The oil-based Mexican standoff is mirrored by what is effectively a much more successful financial deterrent -- the Saudis ability to wreck the U.S. financial markets should they see their situation become utterly desperate.



It is impossible to quantify the exact amount of Saudi holdings in the U.S. economy. But anecdotal evidence is utterly compelling.

The New York Times reported on Aug. 11, "An adviser to the Saudi royal family made a telling point about Saudi elites. He said an estimated $600 billion to $700 billion in Saudi money was invested outside the kingdom, a vast majority of it in the United States or in United States-related investments." The BBC has estimated Saudi U.S. investment at $750 billion.

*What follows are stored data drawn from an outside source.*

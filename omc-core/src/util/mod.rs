pub mod coordinates;
pub mod query;
use std::{thread, time::Duration};

use super::*;
use error::AppError;

#[derive(Debug, Clone, Copy, Default, PartialEq, Eq)]
pub struct Reconciliation {
    pub checked: usize,
    pub purged: usize,
    pub failed: usize,
}

/// Purges open requests whose moderation message is gone.
///
/// Requests are only purged if the channel definitely reports
/// the message as missing. Pauses after every `batch_size` checks.
pub fn reconcile_requests(
    connections: &sqlite::Connections,
    channel: &dyn ModerationChannel,
    batch_size: usize,
    batch_delay: Duration,
) -> Result<Reconciliation> {
    let requests = usecases::open_change_requests(&connections.shared()?)?;
    info!(
        "Checking {} open request(s) for orphaned messages",
        requests.len()
    );
    let mut summary = Reconciliation::default();
    for (i, request) in requests.iter().enumerate() {
        if i > 0 && batch_size > 0 && i % batch_size == 0 {
            thread::sleep(batch_delay);
        }
        summary.checked += 1;
        let message_id = &request.message_id;
        match channel.message_exists(message_id) {
            Ok(true) => {
                debug!("Message {message_id} of request {} still exists", request.id);
            }
            Ok(false) => match purge(connections, message_id) {
                Ok(()) => {
                    debug!("Purged request {} of deleted message {message_id}", request.id);
                    summary.purged += 1;
                }
                Err(err) => {
                    warn!("Failed to purge request {}: {err}", request.id);
                    summary.failed += 1;
                }
            },
            Err(err) => {
                warn!(
                    "Failed to check message {message_id} of request {}: {err}",
                    request.id
                );
                summary.failed += 1;
            }
        }
    }
    let Reconciliation {
        checked,
        purged,
        failed,
    } = summary;
    info!("Reconciled {checked} open request(s): {purged} purged, {failed} failed");
    Ok(summary)
}

fn purge(connections: &sqlite::Connections, message_id: &MessageId) -> Result<()> {
    connections
        .exclusive()?
        .transaction(|conn| usecases::purge_orphaned_request(conn, message_id))
        .map_err(AppError::from)
}
#![allow(clippy::extra_unused_lifetimes)]

// NOTE:
// All timestamps with the `_at` postfix are stored
// as unix timestamp in **milli**seconds.

use super::schema::*;

#[derive(Insertable, AsChangeset)]
#[diesel(table_name = locations)]
#[diesel(treat_none_as_null = true)]
pub struct NewLocation<'a> {
    pub id: &'a str,
    pub name: &'a str,
    pub name_key: String,
    pub coordinates: String,
    pub category: &'a str,
    pub description: &'a str,
    pub media_urls: String,
    pub icon: Option<&'a str>,
    pub approved_by: Option<&'a str>,
    pub last_modified_at: i64,
}

#[derive(Queryable)]
pub struct LocationEntity {
    pub rowid: i64,
    pub id: String,
    pub name: String,
    pub name_key: String,
    pub coordinates: String,
    pub category: String,
    pub description: String,
    pub media_urls: String,
    pub icon: Option<String>,
    pub approved_by: Option<String>,
    pub last_modified_at: i64,
}

#[derive(Insertable, AsChangeset)]
#[diesel(table_name = change_requests)]
#[diesel(treat_none_as_null = true)]
pub struct NewChangeRequest<'a> {
    pub id: &'a str,
    pub message_id: &'a str,
    pub requester_id: &'a str,
    pub kind: i16,
    pub reason: Option<&'a str>,
    pub current_data: Option<&'a str>,
    pub new_data: Option<&'a str>,
    pub status: i16,
    pub approver_id: Option<&'a str>,
    pub approved_at: Option<i64>,
    pub review_comment: Option<&'a str>,
    pub created_at: i64,
    pub updated_at: i64,
}

#[derive(Queryable)]
pub struct ChangeRequestEntity {
    pub rowid: i64,
    pub id: String,
    pub message_id: String,
    pub requester_id: String,
    pub kind: i16,
    pub reason: Option<String>,
    pub current_data: Option<String>,
    pub new_data: Option<String>,
    pub status: i16,
    pub approver_id: Option<String>,
    pub approved_at: Option<i64>,
    pub review_comment: Option<String>,
    pub created_at: i64,
    pub updated_at: i64,
}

Adnan Khashoggi, perhaps the best-known Saudi billionaire, controls his investments through Ultimate Holdings Ltd. and in Genesis Intermedia, which was reported to have been connected to suspicious stock trades around the time of the Sept. 11 attacks. (No linkage has been made between these trades and the attacks themselves). The rest of his private U.S. holdings are administered through his daughter's name from offices in Tampa, Fla., not far from where many of the hijackers received flight training at both private and U.S. military installations.

Khashoggi is a longtime financial player, deeply connected to the Iran-Contra scandal of the 1980s and also to BCCI. But Khashoggi doesn't even make the Forbes list of the richest people in the world. One Saudi who does is Prince Alwaleed Bin Talal, who ranks as the 11th richest man on the planet with an estimated net worth of $20 billion.

Prince Alwaleed Bin Talal Bin AbdulAziz Alsaud

Some of Alwaleed's holdings and recent acquisitions include:

- The single largest shareholder in Citigroup, the teetering U.S. financial giant, which is reported to have a derivatives bubble of more than $12 trillion and has reportedly sought recent emergency assistance from the Federal Reserve. On July 18 Alwaleed made an additional $500 million purchase of Citigroup stock, raising his estimated shareholding to $10 billion.

- Alwaleed also owns, according to an August 9 story in The Guardian, three percent of the total shares of Newscorp (Fox), making him the second-largest shareholder behind Rupert Murdoch.

- Alwaleed's other significant holdings include Apple Computer, Priceline, The Four Seasons Hotels, Planet Hollywood, Saks and Euro Disney.

- Alwaleed also sits on the board of directors of the infamous (post-9-11) Carlyle Group.

Alwaleed alone is in a position to pull the plug on the U.S. economy.

But, of course, he would cost himself billions to do it and this is not a likely scenario because he has long been a pro-democratic U.S. supporter. The remaining investments of the Saudi family, taken as a whole, would undoubtedly paint an even grimmer risk assessment.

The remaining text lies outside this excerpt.